**Task:** Report the lines of the data below that contain the string "exceeds".

━━━━

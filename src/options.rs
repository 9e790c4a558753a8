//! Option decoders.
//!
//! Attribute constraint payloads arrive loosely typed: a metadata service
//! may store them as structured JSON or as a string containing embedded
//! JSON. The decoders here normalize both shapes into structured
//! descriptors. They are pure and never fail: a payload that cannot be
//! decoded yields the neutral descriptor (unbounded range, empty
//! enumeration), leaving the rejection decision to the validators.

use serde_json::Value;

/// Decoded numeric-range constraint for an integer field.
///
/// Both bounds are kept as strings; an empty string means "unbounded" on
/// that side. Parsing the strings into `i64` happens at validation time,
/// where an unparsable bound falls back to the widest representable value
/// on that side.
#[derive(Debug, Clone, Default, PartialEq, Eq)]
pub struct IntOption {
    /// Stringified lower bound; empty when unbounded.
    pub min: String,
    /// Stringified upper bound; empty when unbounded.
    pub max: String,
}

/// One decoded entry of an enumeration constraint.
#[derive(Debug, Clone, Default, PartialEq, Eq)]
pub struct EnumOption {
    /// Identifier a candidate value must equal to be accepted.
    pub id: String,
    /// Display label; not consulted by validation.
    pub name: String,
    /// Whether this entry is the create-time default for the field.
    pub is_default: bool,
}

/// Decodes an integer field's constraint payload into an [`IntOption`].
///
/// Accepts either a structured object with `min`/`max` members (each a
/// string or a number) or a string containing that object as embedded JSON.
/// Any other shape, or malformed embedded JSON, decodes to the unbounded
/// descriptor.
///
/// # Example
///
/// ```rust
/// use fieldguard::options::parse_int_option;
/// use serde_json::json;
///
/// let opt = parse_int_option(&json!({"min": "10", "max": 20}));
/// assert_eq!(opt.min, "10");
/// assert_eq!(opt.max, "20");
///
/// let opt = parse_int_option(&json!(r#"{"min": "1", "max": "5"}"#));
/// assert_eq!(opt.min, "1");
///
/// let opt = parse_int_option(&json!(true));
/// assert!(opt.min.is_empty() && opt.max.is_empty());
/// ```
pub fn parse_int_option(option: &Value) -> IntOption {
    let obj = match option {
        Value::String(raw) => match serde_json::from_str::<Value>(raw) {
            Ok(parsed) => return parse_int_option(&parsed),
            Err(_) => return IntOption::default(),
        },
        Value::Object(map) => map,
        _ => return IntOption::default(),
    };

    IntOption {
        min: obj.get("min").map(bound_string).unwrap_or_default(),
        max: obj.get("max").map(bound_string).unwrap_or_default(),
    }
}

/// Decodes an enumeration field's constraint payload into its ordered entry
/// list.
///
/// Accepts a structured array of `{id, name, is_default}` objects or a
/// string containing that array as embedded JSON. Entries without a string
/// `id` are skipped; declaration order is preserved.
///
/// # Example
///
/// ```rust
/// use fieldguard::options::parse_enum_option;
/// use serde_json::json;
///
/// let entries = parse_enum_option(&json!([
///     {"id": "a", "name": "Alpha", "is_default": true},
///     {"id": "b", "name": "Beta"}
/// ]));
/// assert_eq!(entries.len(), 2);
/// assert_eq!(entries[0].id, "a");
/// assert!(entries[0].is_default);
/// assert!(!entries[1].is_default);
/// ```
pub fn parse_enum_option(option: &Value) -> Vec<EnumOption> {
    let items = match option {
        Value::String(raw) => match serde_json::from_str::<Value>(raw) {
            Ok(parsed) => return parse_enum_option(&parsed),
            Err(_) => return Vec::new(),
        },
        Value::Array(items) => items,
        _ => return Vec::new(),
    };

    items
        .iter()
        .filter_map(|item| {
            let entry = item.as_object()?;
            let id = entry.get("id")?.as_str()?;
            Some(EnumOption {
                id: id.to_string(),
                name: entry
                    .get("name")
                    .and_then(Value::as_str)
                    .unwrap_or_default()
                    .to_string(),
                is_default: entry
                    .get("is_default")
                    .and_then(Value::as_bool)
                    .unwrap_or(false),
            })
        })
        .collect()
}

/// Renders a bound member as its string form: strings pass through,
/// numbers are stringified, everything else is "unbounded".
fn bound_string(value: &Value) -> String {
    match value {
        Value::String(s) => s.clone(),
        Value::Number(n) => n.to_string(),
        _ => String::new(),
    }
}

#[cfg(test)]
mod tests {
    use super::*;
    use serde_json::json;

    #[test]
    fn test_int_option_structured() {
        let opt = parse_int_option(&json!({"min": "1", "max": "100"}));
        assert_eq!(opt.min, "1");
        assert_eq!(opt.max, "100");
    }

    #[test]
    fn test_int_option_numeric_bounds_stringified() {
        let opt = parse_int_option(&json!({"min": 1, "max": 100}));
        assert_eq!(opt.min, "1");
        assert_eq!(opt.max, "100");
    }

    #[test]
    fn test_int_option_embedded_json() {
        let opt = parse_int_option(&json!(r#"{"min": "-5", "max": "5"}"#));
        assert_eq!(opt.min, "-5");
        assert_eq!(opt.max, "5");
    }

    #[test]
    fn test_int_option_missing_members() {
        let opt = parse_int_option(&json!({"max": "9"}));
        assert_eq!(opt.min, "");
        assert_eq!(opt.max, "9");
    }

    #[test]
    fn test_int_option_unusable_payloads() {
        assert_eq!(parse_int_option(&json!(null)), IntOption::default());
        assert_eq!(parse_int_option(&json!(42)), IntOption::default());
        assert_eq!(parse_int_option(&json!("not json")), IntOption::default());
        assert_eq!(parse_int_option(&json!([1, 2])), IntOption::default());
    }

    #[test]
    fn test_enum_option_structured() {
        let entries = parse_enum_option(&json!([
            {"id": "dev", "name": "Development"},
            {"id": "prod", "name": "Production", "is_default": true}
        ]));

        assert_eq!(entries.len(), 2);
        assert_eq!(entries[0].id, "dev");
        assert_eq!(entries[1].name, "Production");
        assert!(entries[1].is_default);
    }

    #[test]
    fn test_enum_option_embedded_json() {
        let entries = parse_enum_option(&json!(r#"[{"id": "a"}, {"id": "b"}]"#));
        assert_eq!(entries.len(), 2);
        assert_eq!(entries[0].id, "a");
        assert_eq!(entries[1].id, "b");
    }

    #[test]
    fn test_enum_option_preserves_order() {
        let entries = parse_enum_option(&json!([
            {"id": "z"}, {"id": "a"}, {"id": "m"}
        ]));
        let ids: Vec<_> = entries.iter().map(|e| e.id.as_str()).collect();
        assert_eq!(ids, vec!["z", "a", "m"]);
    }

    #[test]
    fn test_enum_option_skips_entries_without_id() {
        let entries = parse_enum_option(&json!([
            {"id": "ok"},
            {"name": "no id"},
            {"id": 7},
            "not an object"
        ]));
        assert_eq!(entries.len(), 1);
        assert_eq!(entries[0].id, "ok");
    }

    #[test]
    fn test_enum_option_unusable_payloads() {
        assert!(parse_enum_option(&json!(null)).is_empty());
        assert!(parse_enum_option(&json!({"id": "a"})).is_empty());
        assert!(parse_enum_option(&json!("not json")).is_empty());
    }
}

━━━━

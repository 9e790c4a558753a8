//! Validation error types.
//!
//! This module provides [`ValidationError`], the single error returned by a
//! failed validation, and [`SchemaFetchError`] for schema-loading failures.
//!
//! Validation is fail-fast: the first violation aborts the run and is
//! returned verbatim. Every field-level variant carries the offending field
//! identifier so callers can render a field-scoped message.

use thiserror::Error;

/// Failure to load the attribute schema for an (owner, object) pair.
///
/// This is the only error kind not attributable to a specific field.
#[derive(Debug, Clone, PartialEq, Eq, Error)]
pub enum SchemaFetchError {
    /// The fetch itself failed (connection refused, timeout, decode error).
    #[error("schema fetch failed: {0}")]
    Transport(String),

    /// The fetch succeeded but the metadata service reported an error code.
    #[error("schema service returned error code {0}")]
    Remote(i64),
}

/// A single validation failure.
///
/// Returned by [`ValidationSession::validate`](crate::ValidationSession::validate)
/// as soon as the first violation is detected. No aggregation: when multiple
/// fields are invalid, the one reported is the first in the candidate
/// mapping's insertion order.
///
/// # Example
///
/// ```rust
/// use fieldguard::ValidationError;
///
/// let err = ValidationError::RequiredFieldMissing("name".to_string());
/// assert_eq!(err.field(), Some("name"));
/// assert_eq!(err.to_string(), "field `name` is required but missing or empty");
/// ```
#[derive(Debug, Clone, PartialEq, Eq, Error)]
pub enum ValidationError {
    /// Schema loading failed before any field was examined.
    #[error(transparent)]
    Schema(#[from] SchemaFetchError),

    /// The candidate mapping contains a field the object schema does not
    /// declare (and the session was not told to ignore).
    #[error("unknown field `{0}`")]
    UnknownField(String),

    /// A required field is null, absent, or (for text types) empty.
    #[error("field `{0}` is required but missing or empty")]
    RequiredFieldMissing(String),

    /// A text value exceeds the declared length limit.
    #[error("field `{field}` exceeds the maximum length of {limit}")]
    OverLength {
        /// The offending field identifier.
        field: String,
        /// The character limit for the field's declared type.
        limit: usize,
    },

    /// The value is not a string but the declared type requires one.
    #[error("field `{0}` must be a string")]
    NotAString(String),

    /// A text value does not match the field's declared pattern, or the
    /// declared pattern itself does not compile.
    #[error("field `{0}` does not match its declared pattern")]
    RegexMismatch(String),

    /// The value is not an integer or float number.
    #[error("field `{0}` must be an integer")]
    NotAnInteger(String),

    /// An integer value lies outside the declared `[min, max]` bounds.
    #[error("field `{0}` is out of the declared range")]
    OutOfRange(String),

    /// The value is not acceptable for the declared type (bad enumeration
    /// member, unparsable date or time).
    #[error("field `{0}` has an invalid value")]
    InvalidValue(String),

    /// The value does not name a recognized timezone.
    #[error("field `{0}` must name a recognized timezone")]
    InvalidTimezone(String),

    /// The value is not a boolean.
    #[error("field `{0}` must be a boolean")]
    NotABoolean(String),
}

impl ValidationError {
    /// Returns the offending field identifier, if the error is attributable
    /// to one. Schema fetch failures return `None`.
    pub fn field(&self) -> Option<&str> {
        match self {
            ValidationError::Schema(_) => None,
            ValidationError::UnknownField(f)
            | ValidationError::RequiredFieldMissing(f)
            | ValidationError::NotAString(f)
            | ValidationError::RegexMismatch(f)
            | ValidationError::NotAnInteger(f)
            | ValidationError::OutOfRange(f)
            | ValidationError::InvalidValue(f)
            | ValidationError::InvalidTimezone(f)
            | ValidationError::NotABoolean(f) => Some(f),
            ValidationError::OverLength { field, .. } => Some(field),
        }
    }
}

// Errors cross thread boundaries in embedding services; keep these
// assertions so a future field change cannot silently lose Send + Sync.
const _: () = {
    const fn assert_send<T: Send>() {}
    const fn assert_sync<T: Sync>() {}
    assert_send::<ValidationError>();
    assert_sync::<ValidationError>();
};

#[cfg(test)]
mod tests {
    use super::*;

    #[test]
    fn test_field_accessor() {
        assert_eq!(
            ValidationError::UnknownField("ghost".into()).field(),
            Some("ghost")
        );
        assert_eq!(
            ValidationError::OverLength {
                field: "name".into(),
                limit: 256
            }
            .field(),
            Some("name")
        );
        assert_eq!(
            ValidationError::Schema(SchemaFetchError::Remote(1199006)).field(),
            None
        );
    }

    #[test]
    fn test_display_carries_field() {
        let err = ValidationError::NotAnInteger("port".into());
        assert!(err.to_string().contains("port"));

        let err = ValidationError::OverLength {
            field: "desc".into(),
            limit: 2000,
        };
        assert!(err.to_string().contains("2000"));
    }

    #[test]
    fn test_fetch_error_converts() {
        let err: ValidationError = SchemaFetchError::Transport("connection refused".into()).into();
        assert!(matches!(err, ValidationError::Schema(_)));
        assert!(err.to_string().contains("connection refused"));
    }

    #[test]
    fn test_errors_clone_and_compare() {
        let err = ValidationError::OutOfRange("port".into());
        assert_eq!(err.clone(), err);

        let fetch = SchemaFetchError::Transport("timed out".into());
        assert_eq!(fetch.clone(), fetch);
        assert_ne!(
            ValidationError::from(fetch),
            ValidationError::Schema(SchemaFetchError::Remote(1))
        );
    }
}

━━━━

**Output of the exercise:**
    /// A text value exceeds the declared length limit.
    #[error("field `{field}` exceeds the maximum length of {limit}")]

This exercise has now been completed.